To be sure, buyout firms are finding some slow going because of market developments like rate hikes and speculation about a recession. But they’re also dealing with more government intervention. Take the Justice Department’s recent interest in putting an end to so-called interlocking directorates involving directors sitting on the boards of competing corporations at the same time. The department’s sweep of corporate boards turned up multiple instances of private equity executives violating the rule. The effort is part of a broader push to apply antitrust laws more rigorously to the sector.

New governance of their fees now looms on the horizon for the firms as the SEC looks to finalize rules it proposed last year.

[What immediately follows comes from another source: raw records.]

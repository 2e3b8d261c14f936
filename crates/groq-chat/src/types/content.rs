use serde::{Deserialize, Deserializer, Serialize};
use serde_json::Value;

/// Content that can be sent in messages
/// Either a plain string or a list of typed parts (text, images, ...)
///
/// Deserialization never rejects a shape: anything that is neither a string
/// nor an array reads as an empty part list, and array items that are not a
/// recognizable part read as [`ContentPart::Unsupported`].
#[derive(Debug, Clone, PartialEq, Serialize)]
#[serde(untagged)]
pub enum Content {
    /// Simple text content
    Text(String),

    /// Multipart content (text mixed with images)
    Parts(Vec<ContentPart>),
}

#[derive(Debug, Clone, PartialEq, Serialize)]
#[serde(tag = "type", rename_all = "snake_case")]
pub enum ContentPart {
    Text {
        text: String,
    },

    /// Bare image reference (`{"type": "image", "url": ...}`)
    Image {
        url: String,
    },

    /// OpenAI-style image part
    ImageUrl {
        image_url: ImageUrl,
    },

    /// Any part kind or shape this crate does not model
    Unsupported,
}

#[derive(Debug, Clone, PartialEq, Serialize, Deserialize)]
pub struct ImageUrl {
    pub url: String,
    #[serde(skip_serializing_if = "Option::is_none")]
    pub detail: Option<ImageDetail>,
}

#[derive(Debug, Clone, Copy, PartialEq, Eq, Serialize, Deserialize)]
#[serde(rename_all = "lowercase")]
pub enum ImageDetail {
    Auto,
    Low,
    High,
}

impl Default for Content {
    fn default() -> Self {
        Self::Text(String::new())
    }
}

impl<'de> Deserialize<'de> for Content {
    fn deserialize<D: Deserializer<'de>>(deserializer: D) -> Result<Self, D::Error> {
        Ok(match Value::deserialize(deserializer)? {
            Value::String(text) => Self::Text(text),
            Value::Array(items) => Self::Parts(items.into_iter().map(ContentPart::from_value).collect()),
            _ => Self::Parts(Vec::new()),
        })
    }
}

impl<'de> Deserialize<'de> for ContentPart {
    fn deserialize<D: Deserializer<'de>>(deserializer: D) -> Result<Self, D::Error> {
        Value::deserialize(deserializer).map(Self::from_value)
    }
}

impl ContentPart {
    /// Read one part leniently; text without a string payload is `""`
    pub fn from_value(value: Value) -> Self {
        match value.get("type").and_then(Value::as_str) {
            Some("text") => Self::Text {
                text: value
                    .get("text")
                    .and_then(Value::as_str)
                    .unwrap_or_default()
                    .to_string(),
            },
            Some("image") => match value.get("url").and_then(Value::as_str) {
                Some(url) => Self::image(url),
                None => Self::Unsupported,
            },
            Some("image_url") => match value.get("image_url") {
                Some(Value::String(url)) => Self::image_url(url.as_str()),
                Some(obj @ Value::Object(_)) => serde_json::from_value::<ImageUrl>(obj.clone())
                    .map(|image_url| Self::ImageUrl { image_url })
                    .unwrap_or(Self::Unsupported),
                _ => Self::Unsupported,
            },
            _ => Self::Unsupported,
        }
    }

    pub fn text(s: impl Into<String>) -> Self {
        Self::Text { text: s.into() }
    }

    pub fn image(url: impl Into<String>) -> Self {
        Self::Image { url: url.into() }
    }

    pub fn image_url(url: impl Into<String>) -> Self {
        Self::ImageUrl {
            image_url: ImageUrl {
                url: url.into(),
                detail: None,
            },
        }
    }

    pub fn is_text(&self) -> bool {
        matches!(self, Self::Text { .. })
    }
}

impl Content {
    /// Create text content
    pub fn text(s: impl Into<String>) -> Self {
        Self::Text(s.into())
    }

    /// Get as plain text (if possible)
    pub fn as_text(&self) -> Option<&str> {
        match self {
            Self::Text(s) => Some(s),
            Self::Parts(parts) => match parts.as_slice() {
                [ContentPart::Text { text }] => Some(text),
                _ => None,
            },
        }
    }

    /// Concatenation of every text part, in order. Non-text parts are skipped.
    pub fn joined_text(&self) -> String {
        match self {
            Self::Text(s) => s.clone(),
            Self::Parts(parts) => parts
                .iter()
                .filter_map(|part| match part {
                    ContentPart::Text { text } => Some(text.as_str()),
                    _ => None,
                })
                .collect(),
        }
    }

    pub fn is_multipart(&self) -> bool {
        matches!(self, Self::Parts(_))
    }
}

impl From<String> for Content {
    fn from(s: String) -> Self {
        Self::Text(s)
    }
}

impl From<&str> for Content {
    fn from(s: &str) -> Self {
        Self::Text(s.to_string())
    }
}

impl From<Vec<ContentPart>> for Content {
    fn from(parts: Vec<ContentPart>) -> Self {
        Self::Parts(parts)
    }
}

Climate-change disclosures

The SEC in March issued its long-awaited rules for standardizing corporate disclosures of performance tied to environmental measures. Originally, the proposed rule could have potentially affected the FY2023 reporting year, but the final version’s release has since been pushed back to an unknown date after the SEC in October extended the comment period. Meantime, a U.S. Supreme Court ruling issued after the proposed rule might curb the SEC’s power to regulate climate risk disclosure, and Republican lawmakers have proposed legislation to prevent the rule from taking effect.

Companies have asked the SEC to dramatically scale back its climate mandates, including eliminating the requirement to disclose emissions from their supply chains and other indirect sources. Similar supply-chain issues were raised by opponents of the SEC’s conflict minerals rule, which the agency adopted in 2012 over concerns that the trade of certain minerals was fueling armed conflict in the Democratic Republic of Congo region. Following a legal challenge, a federal appeals panel in 2015 invalidated part of the rule that required companies to report to the SEC and state on their websites that any of their products have “not been found to be ‘DRC conflict free.’”

When it comes to the actual work of environmental reporting, even companies with the best of intentions regarding climate-related transparency are running into logistical roadblocks. Expect even more fits and starts in the next 12 months.

Enhancing cybersecurity

Hackers and scam artists continue to push the envelope of online crime. Much like ESG, therefore, cybersecurity will probably remain on lists like this one for years to come.

The theme in corporate cybersecurity this year might be “give a little to get a little.” Companies could benefit from government action to stabilize the market for cyber insurance, which is getting pricier as the need for corporations to beef up their online defenses intensifies. At the same time, the SEC is pressing for companies to disclose more information about their cybersecurity programs. Seems like a fair trade in the current climate.

More crypto

You didn’t think we could go without mentioning that mysterious alternative money, did you?

Skeptics surely felt vindicated last year as the collapse of cryptocurrency exchange FTX roiled the market and cast doubts on crypto’s long-term future. For its part, the SEC Division of Corporation Finance took FTX’s blowup as an opportunity to delve deeper into what the fallout in the sector means for issuers.

Political pressure and public interest in regulators getting their arms around crypto’s issues won’t let up this year.